Restate the full set of records exactly, without adding or dropping a word.

• _Given records_

= Beginning of Section =

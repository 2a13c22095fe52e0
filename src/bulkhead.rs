//! Per-command concurrency isolation.
//!
//! A [`Bulkhead`] bounds how many attempts run at once for one command
//! name. Submissions past capacity either wait in a bounded queue (pool
//! isolation) or are rejected immediately (semaphore isolation, queue
//! capacity zero). Permits are RAII guards, so a panicking attempt can
//! never leak a slot.

use std::sync::atomic::{AtomicUsize, Ordering};
use std::sync::Arc;
use tokio::sync::{OwnedSemaphorePermit, Semaphore};

/// Where an attempt runs relative to the submitting task.
#[derive(Debug, Clone, Copy, PartialEq, Eq)]
pub enum IsolationMode {
    /// Spawn the attempt onto the runtime; submissions may queue.
    Pool,
    /// Run the attempt on the submitting task; no queue, reject at capacity.
    Semaphore,
}

/// Typed rejection produced when the bulkhead is saturated.
#[derive(Debug, Clone, Copy, PartialEq, Eq)]
pub struct BulkheadRejection {
    pub in_flight: usize,
    pub max: usize,
}

/// Concurrency bound with an optional bounded wait queue.
#[derive(Debug)]
pub struct Bulkhead {
    permits: Arc<Semaphore>,
    core_size: usize,
    queue_limit: usize,
    queued: AtomicUsize,
}

/// RAII slot; dropping it releases the slot on every exit path.
#[derive(Debug)]
pub struct BulkheadPermit {
    _permit: OwnedSemaphorePermit,
}

/// Decrements the queued count even when the waiting future is dropped.
struct QueuedGuard<'a>(&'a AtomicUsize);

impl Drop for QueuedGuard<'_> {
    fn drop(&mut self) {
        self.0.fetch_sub(1, Ordering::AcqRel);
    }
}

impl Bulkhead {
    /// Bulkhead admitting `core_size` concurrent attempts with up to
    /// `queue_limit` submissions waiting behind them.
    pub fn new(core_size: usize, queue_limit: usize) -> Self {
        let core_size = core_size.max(1);
        Self {
            permits: Arc::new(Semaphore::new(core_size)),
            core_size,
            queue_limit,
            queued: AtomicUsize::new(0),
        }
    }

    /// Maximum concurrent attempts.
    pub fn core_size(&self) -> usize {
        self.core_size
    }

    /// Attempts currently holding a slot.
    pub fn in_flight(&self) -> usize {
        self.core_size.saturating_sub(self.permits.available_permits())
    }

    /// Submissions currently waiting for a slot.
    pub fn queued(&self) -> usize {
        self.queued.load(Ordering::Acquire)
    }

    /// Acquire a slot, waiting in the queue when one is configured.
    ///
    /// Returns immediately with a rejection when capacity and queue are
    /// both exhausted. The wait itself is bounded by permit turnover, not
    /// by time; per-attempt budgets bound the holders.
    pub async fn acquire(&self) -> Result<BulkheadPermit, BulkheadRejection> {
        if let Ok(permit) = self.permits.clone().try_acquire_owned() {
            return Ok(BulkheadPermit { _permit: permit });
        }

        if self.queue_limit == 0 {
            return Err(self.rejection());
        }

        let position = self.queued.fetch_add(1, Ordering::AcqRel);
        let guard = QueuedGuard(&self.queued);
        if position >= self.queue_limit {
            drop(guard);
            return Err(self.rejection());
        }

        match self.permits.clone().acquire_owned().await {
            Ok(permit) => {
                drop(guard);
                Ok(BulkheadPermit { _permit: permit })
            }
            // The semaphore is never closed; treat it as saturation anyway.
            Err(_) => {
                drop(guard);
                Err(self.rejection())
            }
        }
    }

    fn rejection(&self) -> BulkheadRejection {
        BulkheadRejection { in_flight: self.in_flight(), max: self.core_size }
    }
}

#[cfg(test)]
mod tests {
    use super::*;
    use std::time::Duration;

    #[tokio::test]
    async fn admits_up_to_core_size() {
        let bulkhead = Bulkhead::new(3, 0);
        let p1 = bulkhead.acquire().await.unwrap();
        let p2 = bulkhead.acquire().await.unwrap();
        let p3 = bulkhead.acquire().await.unwrap();
        assert_eq!(bulkhead.in_flight(), 3);

        drop((p1, p2, p3));
        assert_eq!(bulkhead.in_flight(), 0);
    }

    #[tokio::test]
    async fn rejects_at_capacity_without_queue() {
        let bulkhead = Bulkhead::new(1, 0);
        let held = bulkhead.acquire().await.unwrap();

        let rejection = bulkhead.acquire().await.unwrap_err();
        assert_eq!(rejection, BulkheadRejection { in_flight: 1, max: 1 });

        drop(held);
        assert!(bulkhead.acquire().await.is_ok());
    }

    #[tokio::test]
    async fn queued_submission_proceeds_when_slot_frees() {
        let bulkhead = Arc::new(Bulkhead::new(1, 1));
        let held = bulkhead.acquire().await.unwrap();

        let waiter = {
            let bulkhead = bulkhead.clone();
            tokio::spawn(async move { bulkhead.acquire().await.is_ok() })
        };

        tokio::time::sleep(Duration::from_millis(20)).await;
        assert_eq!(bulkhead.queued(), 1);

        drop(held);
        assert!(waiter.await.unwrap());
        assert_eq!(bulkhead.queued(), 0);
    }

    #[tokio::test]
    async fn queue_overflow_is_rejected() {
        let bulkhead = Arc::new(Bulkhead::new(1, 1));
        let _held = bulkhead.acquire().await.unwrap();

        let queued = {
            let bulkhead = bulkhead.clone();
            tokio::spawn(async move {
                // Occupies the single queue slot until the test ends.
                let _ = bulkhead.acquire().await;
            })
        };
        tokio::time::sleep(Duration::from_millis(20)).await;

        let rejection = bulkhead.acquire().await.unwrap_err();
        assert_eq!(rejection.max, 1);

        queued.abort();
    }

    #[tokio::test]
    async fn dropped_waiter_releases_queue_slot() {
        let bulkhead = Arc::new(Bulkhead::new(1, 1));
        let _held = bulkhead.acquire().await.unwrap();

        let waiter = {
            let bulkhead = bulkhead.clone();
            tokio::spawn(async move {
                let _ = bulkhead.acquire().await;
            })
        };
        tokio::time::sleep(Duration::from_millis(20)).await;
        assert_eq!(bulkhead.queued(), 1);

        waiter.abort();
        tokio::time::sleep(Duration::from_millis(20)).await;
        assert_eq!(bulkhead.queued(), 0);
    }

    #[tokio::test]
    async fn capacity_bound_holds_under_parallel_wave() {
        let bulkhead = Arc::new(Bulkhead::new(5, 0));
        let concurrent = Arc::new(AtomicUsize::new(0));
        let peak = Arc::new(AtomicUsize::new(0));
        let mut handles = vec![];

        for _ in 0..20 {
            let bulkhead = bulkhead.clone();
            let concurrent = concurrent.clone();
            let peak = peak.clone();
            handles.push(tokio::spawn(async move {
                match bulkhead.acquire().await {
                    Ok(_permit) => {
                        let now = concurrent.fetch_add(1, Ordering::SeqCst) + 1;
                        peak.fetch_max(now, Ordering::SeqCst);
                        tokio::time::sleep(Duration::from_millis(50)).await;
                        concurrent.fetch_sub(1, Ordering::SeqCst);
                        true
                    }
                    Err(_) => false,
                }
            }));
        }

        let results = futures::future::join_all(handles).await;
        let admitted = results.iter().filter(|r| *r.as_ref().unwrap()).count();
        let rejected = results.len() - admitted;

        assert!(peak.load(Ordering::SeqCst) <= 5);
        assert_eq!(admitted + rejected, 20);
        assert!(admitted >= 5);
    }

    #[tokio::test]
    async fn zero_core_size_is_coerced_to_one() {
        let bulkhead = Bulkhead::new(0, 0);
        assert_eq!(bulkhead.core_size(), 1);
        assert!(bulkhead.acquire().await.is_ok());
    }
}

= End of Section =

• _Solution to the problem_
repository 2a13c22095fe52e0
filename src/bulkhead.rs
//! Per-command concurrency isolation.
//!
//! A [`Bulkhead`] bounds how many attempts run at once for one command
//! name. Submissions past capacity either wait in a bounded queue (pool
//! isolation) or are rejected immediately (semaphore isolation, queue
//! capacity zero). Permits are RAII guards, so a panicking attempt can
//! never leak a slot.

use std::sync::atomic::{AtomicUsize, Ordering};
use std::sync::Arc;
use tokio::sync::{OwnedSemaphorePermit, Semaphore};

/// Where an attempt runs relative to the submitting task.
#[derive(Debug, Clone, Copy, PartialEq, Eq)]
pub enum IsolationMode {
    /// Spawn the attempt onto the runtime; submissions may queue.
    Pool,
    /// Run the attempt on the submitting task; no queue, reject at capacity.
    Semaphore,
}

/// Typed rejection produced when the bulkhead is saturated.
#[derive(Debug, Clone, Copy, PartialEq, Eq)]
pub struct BulkheadRejection {
    pub in_flight: usize,
    pub max: usize,
}

/// Concurrency bound with an optional bounded wait queue.
#[derive(Debug)]
pub struct Bulkhead {
    permits: Arc<Semaphore>,
    core_size: usize,
    queue_limit: usize,
    queued: AtomicUsize,
}

/// RAII slot; dropping it releases the slot on every exit path.
#[derive(Debug)]
pub struct BulkheadPermit {
    _permit: OwnedSemaphorePermit,
}

/// Decrements the queued count even when the waiting future is dropped.
struct QueuedGuard<'a>(&'a AtomicUsize);

impl Drop for QueuedGuard<'_> {
    fn drop(&mut self) {
        self.0.fetch_sub(1, Ordering::AcqRel);
    }
}

impl Bulkhead {
    /// Bulkhead admitting `core_size` concurrent attempts with up to
    /// `queue_limit` submissions waiting behind them.
    pub fn new(core_size: usize, queue_limit: usize) -> Self {
        let core_size = core_size.max(1);
        Self {
            permits: Arc::new(Semaphore::new(core_size)),
            core_size,
            queue_limit,
            queued: AtomicUsize::new(0),
        }
    }

    /// Maximum concurrent attempts.
    pub fn core_size(&self) -> usize {
        self.core_size
    }

    /// Attempts currently holding a slot.
    pub fn in_flight(&self) -> usize {
        self.core_size.saturating_sub(self.permits.available_permits())
    }

    /// Submissions currently waiting for a slot.
    pub fn queued(&self) -> usize {
        self.queued.load(Ordering::Acquire)
    }

    /// Acquire a slot, waiting in the queue when one is configured.
    ///
    /// Returns immediately with a rejection when capacity and queue are
    /// both exhausted. The wait itself is bounded by permit turnover, not
    /// by time; per-attempt budgets bound the holders.
    pub async fn acquire(&self) -> Result<BulkheadPermit, BulkheadRejection> {
        if let Ok(permit) = self.permits.clone().try_acquire_owned() {
            return Ok(BulkheadPermit { _permit: permit });
        }

        if self.queue_limit == 0 {
            return Err(self.rejection());
        }

        let position = self.queued.fetch_add(1, Ordering::AcqRel);
        let guard = QueuedGuard(&self.queued);
        if position >= self.queue_limit {
            drop(guard);
            return Err(self.rejection());
        }

        match self.permits.clone().acquire_owned().await {
            Ok(permit) => {
                drop(guard);
                Ok(BulkheadPermit { _permit: permit })
            }
            // The semaphore is never closed; treat it as saturation anyway.
            Err(_) => {
                drop(guard);
                Err(self.rejection())
            }
        }
    }

    fn rejection(&self) -> BulkheadRejection {
        BulkheadRejection { in_flight: self.in_flight(), max: self.core_size }
    }
}

#[cfg(test)]
mod tests {
    use super::*;
    use std::time::Duration;

    #[tokio::test]
    async fn admits_up_to_core_size() {
        let bulkhead = Bulkhead::new(3, 0);
        let p1 = bulkhead.acquire().await.unwrap();
        let p2 = bulkhead.acquire().await.unwrap();
        let p3 = bulkhead.acquire().await.unwrap();
        assert_eq!(bulkhead.in_flight(), 3);

        drop((p1, p2, p3));
        assert_eq!(bulkhead.in_flight(), 0);
    }

    #[tokio::test]
    async fn rejects_at_capacity_without_queue() {
        let bulkhead = Bulkhead::new(1, 0);
        let held = bulkhead.acquire().await.unwrap();

        let rejection = bulkhead.acquire().await.unwrap_err();
        assert_eq!(rejection, BulkheadRejection { in_flight: 1, max: 1 });

        drop(held);
        assert!(bulkhead.acquire().await.is_ok());
    }

    #[tokio::test]
    async fn queued_submission_proceeds_when_slot_frees() {
        let bulkhead = Arc::new(Bulkhead::new(1, 1));
        let held = bulkhead.acquire().await.unwrap();

        let waiter = {
            let bulkhead = bulkhead.clone();
            tokio::spawn(async move { bulkhead.acquire().await.is_ok() })
        };

        tokio::time::sleep(Duration::from_millis(20)).await;
        assert_eq!(bulkhead.queued(), 1);

        drop(held);
        assert!(waiter.await.unwrap());
        assert_eq!(bulkhead.queued(), 0);
    }

    #[tokio::test]
    async fn queue_overflow_is_rejected() {
        let bulkhead = Arc::new(Bulkhead::new(1, 1));
        let _held = bulkhead.acquire().await.unwrap();

        let queued = {
            let bulkhead = bulkhead.clone();
            tokio::spawn(async move {
                // Occupies the single queue slot until the test ends.
                let _ = bulkhead.acquire().await;
            })
        };
        tokio::time::sleep(Duration::from_millis(20)).await;

        let rejection = bulkhead.acquire().await.unwrap_err();
        assert_eq!(rejection.max, 1);

        queued.abort();
    }

    #[tokio::test]
    async fn dropped_waiter_releases_queue_slot() {
        let bulkhead = Arc::new(Bulkhead::new(1, 1));
        let _held = bulkhead.acquire().await.unwrap();

        let waiter = {
            let bulkhead = bulkhead.clone();
            tokio::spawn(async move {
                let _ = bulkhead.acquire().await;
            })
        };
        tokio::time::sleep(Duration::from_millis(20)).await;
        assert_eq!(bulkhead.queued(), 1);

        waiter.abort();
        tokio::time::sleep(Duration::from_millis(20)).await;
        assert_eq!(bulkhead.queued(), 0);
    }

    #[tokio::test]
    async fn capacity_bound_holds_under_parallel_wave() {
        let bulkhead = Arc::new(Bulkhead::new(5, 0));
        let concurrent = Arc::new(AtomicUsize::new(0));
        let peak = Arc::new(AtomicUsize::new(0));
        let mut handles = vec![];

        for _ in 0..20 {
            let bulkhead = bulkhead.clone();
            let concurrent = concurrent.clone();
            let peak = peak.clone();
            handles.push(tokio::spawn(async move {
                match bulkhead.acquire().await {
                    Ok(_permit) => {
                        let now = concurrent.fetch_add(1, Ordering::SeqCst) + 1;
                        peak.fetch_max(now, Ordering::SeqCst);
                        tokio::time::sleep(Duration::from_millis(50)).await;
                        concurrent.fetch_sub(1, Ordering::SeqCst);
                        true
                    }
                    Err(_) => false,
                }
            }));
        }

        let results = futures::future::join_all(handles).await;
        let admitted = results.iter().filter(|r| *r.as_ref().unwrap()).count();
        let rejected = results.len() - admitted;

        assert!(peak.load(Ordering::SeqCst) <= 5);
        assert_eq!(admitted + rejected, 20);
        assert!(admitted >= 5);
    }

    #[tokio::test]
    async fn zero_core_size_is_coerced_to_one() {
        let bulkhead = Bulkhead::new(0, 0);
        assert_eq!(bulkhead.core_size(), 1);
        assert!(bulkhead.acquire().await.is_ok());
    }
}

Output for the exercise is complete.